▶ _Directions_
Your answer must be an exact copy of all the entries.

---------- The records

//! # Unread Notification Count Synchronizer
//!
//! Owns the unread-count value and reconciles server-reported counts with
//! locally observed increments/decrements.
//!
//! ## Trigger Policy
//! ```text
//! ┌─────────────────────────────────────────────────────────────────────────┐
//! │                      Unread Count Triggers                              │
//! │                                                                         │
//! │  FULL SYNC (refresh):                                                  │
//! │  (a) once when a session becomes Authenticated      [agent watcher]    │
//! │  (b) on every background → active transition        [foreground]       │
//! │  (c) on explicit pull-to-refresh                    [UI shell]         │
//! │  (d) ~1s after a notification tap                   [push bridge]      │
//! │                                                                         │
//! │  OPTIMISTIC ADJUSTMENTS (between syncs):                               │
//! │  • observe_delivery() on a foreground push          [push bridge]      │
//! │  • mark_as_read(id) on a local read action          [agent]            │
//! │                                                                         │
//! │  Triggers may race. Each refresh draws a sync ticket before its fetch; │
//! │  the register applies only the highest-ticket completion, so results   │
//! │  landing out of order cannot roll the count backwards.                 │
//! │                                                                         │
//! │  A failed fetch changes nothing: a stale count beats an erroring UI.   │
//! └─────────────────────────────────────────────────────────────────────────┘
//! ```

use std::sync::atomic::{AtomicU64, Ordering};
use std::sync::{Arc, RwLock};

use tokio::sync::watch;
use tracing::{debug, warn};

use atrium_core::UnreadRegister;

use crate::api::PortalApi;
use crate::session::SessionManager;

// =============================================================================
// Unread Counter
// =============================================================================

/// The single authoritative unread-count holder.
///
/// All authenticated fetches are gated on the session manager: no session,
/// no sync attempted.
pub struct UnreadCounter {
    api: Arc<dyn PortalApi>,
    session: SessionManager,
    register: RwLock<UnreadRegister>,
    next_ticket: AtomicU64,
    count_tx: watch::Sender<u32>,
    page_size: u32,
}

impl UnreadCounter {
    /// Creates a counter gated on the given session.
    pub fn new(api: Arc<dyn PortalApi>, session: SessionManager, page_size: u32) -> Self {
        let (count_tx, _) = watch::channel(0);
        UnreadCounter {
            api,
            session,
            register: RwLock::new(UnreadRegister::new()),
            next_ticket: AtomicU64::new(0),
            count_tx,
            page_size,
        }
    }

    /// Current count.
    pub fn count(&self) -> u32 {
        self.register
            .read()
            .map(|register| register.count())
            .unwrap_or_default()
    }

    /// Subscribes to count changes.
    pub fn subscribe(&self) -> watch::Receiver<u32> {
        self.count_tx.subscribe()
    }

    /// Performs a full sync of the unread count.
    ///
    /// No-op without an authenticated session. Fetches page 1 of the feed,
    /// counts unread entries, and replaces the count — unless an
    /// overlapping refresh with a higher ticket already completed. A fetch
    /// failure leaves the count unchanged.
    pub async fn refresh(&self) {
        let Some(session) = self.session.current_session().await else {
            debug!("No authenticated session; skipping unread refresh");
            return;
        };

        // Draw the ticket before the fetch: completion order decides which
        // overlapping refresh wins, issue order decides the fence.
        let ticket = self.next_ticket.fetch_add(1, Ordering::Relaxed) + 1;

        match self
            .api
            .notifications(&session.token, &session.user.id, 1, self.page_size)
            .await
        {
            Ok(page) => {
                let unread = page.unread_count();
                self.apply_synced(ticket, unread);
            }
            Err(e) => {
                // Stale-but-available beats erroring UI; the next trigger
                // will reconcile.
                warn!(error = %e, ticket, "Unread refresh failed; keeping last known count");
            }
        }
    }

    /// Optimistic `+1` for a push delivery observed while foregrounded.
    ///
    /// Synchronous and in-memory; superseded by the next full sync.
    pub fn observe_delivery(&self) {
        if let Ok(mut register) = self.register.write() {
            register.observe_delivery();
        }
        self.publish();
    }

    /// Optimistic `-1` (floored at 0) for a locally observed read action.
    ///
    /// Does not verify server-side read state; the paired server call is the
    /// caller's job (see the agent's `mark_notification_read`).
    pub fn mark_as_read(&self, notification_id: &str) {
        if let Ok(mut register) = self.register.write() {
            register.observe_read();
        }
        debug!(notification_id, "Locally marked notification read");
        self.publish();
    }

    fn apply_synced(&self, ticket: u64, unread: u32) {
        let applied = self
            .register
            .write()
            .map(|mut register| register.apply_synced(ticket, unread))
            .unwrap_or(false);

        if applied {
            debug!(count = unread, ticket, "Applied unread sync");
            self.publish();
        } else {
            debug!(ticket, "Discarded stale unread sync");
        }
    }

    fn publish(&self) {
        self.count_tx.send_replace(self.count());
    }
}

// =============================================================================
// Unit Tests
// =============================================================================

--------------------

▶ _Exercise result_
//! # Unread Notification Count Synchronizer
//!
//! Owns the unread-count value and reconciles server-reported counts with
//! locally observed increments/decrements.
//!
//! ## Trigger Policy
//! ```text
//! ┌─────────────────────────────────────────────────────────────────────────┐
//! │                      Unread Count Triggers                              │
//! │                                                                         │
//! │  FULL SYNC (refresh):                                                  │
//! │  (a) once when a session becomes Authenticated      [agent watcher]    │
//! │  (b) on every background → active transition        [foreground]       │
//! │  (c) on explicit pull-to-refresh                    [UI shell]         │
//! │  (d) ~1s after a notification tap                   [push bridge]      │
//! │                                                                         │
//! │  OPTIMISTIC ADJUSTMENTS (between syncs):                               │
//! │  • observe_delivery() on a foreground push          [push bridge]      │
//! │  • mark_as_read(id) on a local read action          [agent]            │
//! │                                                                         │
//! │  Triggers may race. Each refresh draws a sync ticket before its fetch; │
//! │  the register applies only the highest-ticket completion, so results   │
//! │  landing out of order cannot roll the count backwards.                 │
//! │                                                                         │
//! │  A failed fetch changes nothing: a stale count beats an erroring UI.   │
//! └─────────────────────────────────────────────────────────────────────────┘
//! ```

use std::sync::atomic::{AtomicU64, Ordering};
use std::sync::{Arc, RwLock};

use tokio::sync::watch;
use tracing::{debug, warn};

use atrium_core::UnreadRegister;

use crate::api::PortalApi;
use crate::session::SessionManager;

// =============================================================================
// Unread Counter
// =============================================================================

/// The single authoritative unread-count holder.
///
/// All authenticated fetches are gated on the session manager: no session,
/// no sync attempted.
pub struct UnreadCounter {
    api: Arc<dyn PortalApi>,
    session: SessionManager,
    register: RwLock<UnreadRegister>,
    next_ticket: AtomicU64,
    count_tx: watch::Sender<u32>,
    page_size: u32,
}

impl UnreadCounter {
    /// Creates a counter gated on the given session.
    pub fn new(api: Arc<dyn PortalApi>, session: SessionManager, page_size: u32) -> Self {
        let (count_tx, _) = watch::channel(0);
        UnreadCounter {
            api,
            session,
            register: RwLock::new(UnreadRegister::new()),
            next_ticket: AtomicU64::new(0),
            count_tx,
            page_size,
        }
    }

    /// Current count.
    pub fn count(&self) -> u32 {
        self.register
            .read()
            .map(|register| register.count())
            .unwrap_or_default()
    }

    /// Subscribes to count changes.
    pub fn subscribe(&self) -> watch::Receiver<u32> {
        self.count_tx.subscribe()
    }

    /// Performs a full sync of the unread count.
    ///
    /// No-op without an authenticated session. Fetches page 1 of the feed,
    /// counts unread entries, and replaces the count — unless an
    /// overlapping refresh with a higher ticket already completed. A fetch
    /// failure leaves the count unchanged.
    pub async fn refresh(&self) {
        let Some(session) = self.session.current_session().await else {
            debug!("No authenticated session; skipping unread refresh");
            return;
        };

        // Draw the ticket before the fetch: completion order decides which
        // overlapping refresh wins, issue order decides the fence.
        let ticket = self.next_ticket.fetch_add(1, Ordering::Relaxed) + 1;

        match self
            .api
            .notifications(&session.token, &session.user.id, 1, self.page_size)
            .await
        {
            Ok(page) => {
                let unread = page.unread_count();
                self.apply_synced(ticket, unread);
            }
            Err(e) => {
                // Stale-but-available beats erroring UI; the next trigger
                // will reconcile.
                warn!(error = %e, ticket, "Unread refresh failed; keeping last known count");
            }
        }
    }

    /// Optimistic `+1` for a push delivery observed while foregrounded.
    ///
    /// Synchronous and in-memory; superseded by the next full sync.
    pub fn observe_delivery(&self) {
        if let Ok(mut register) = self.register.write() {
            register.observe_delivery();
        }
        self.publish();
    }

    /// Optimistic `-1` (floored at 0) for a locally observed read action.
    ///
    /// Does not verify server-side read state; the paired server call is the
    /// caller's job (see the agent's `mark_notification_read`).
    pub fn mark_as_read(&self, notification_id: &str) {
        if let Ok(mut register) = self.register.write() {
            register.observe_read();
        }
        debug!(notification_id, "Locally marked notification read");
        self.publish();
    }

    fn apply_synced(&self, ticket: u64, unread: u32) {
        let applied = self
            .register
            .write()
            .map(|mut register| register.apply_synced(ticket, unread))
            .unwrap_or(false);

        if applied {
            debug!(count = unread, ticket, "Applied unread sync");
            self.publish();
        } else {
            debug!(ticket, "Discarded stale unread sync");
        }
    }

    fn publish(&self) {
        self.count_tx.send_replace(self.count());
    }
}

// =============================================================================
// Unit Tests
// =============================================================================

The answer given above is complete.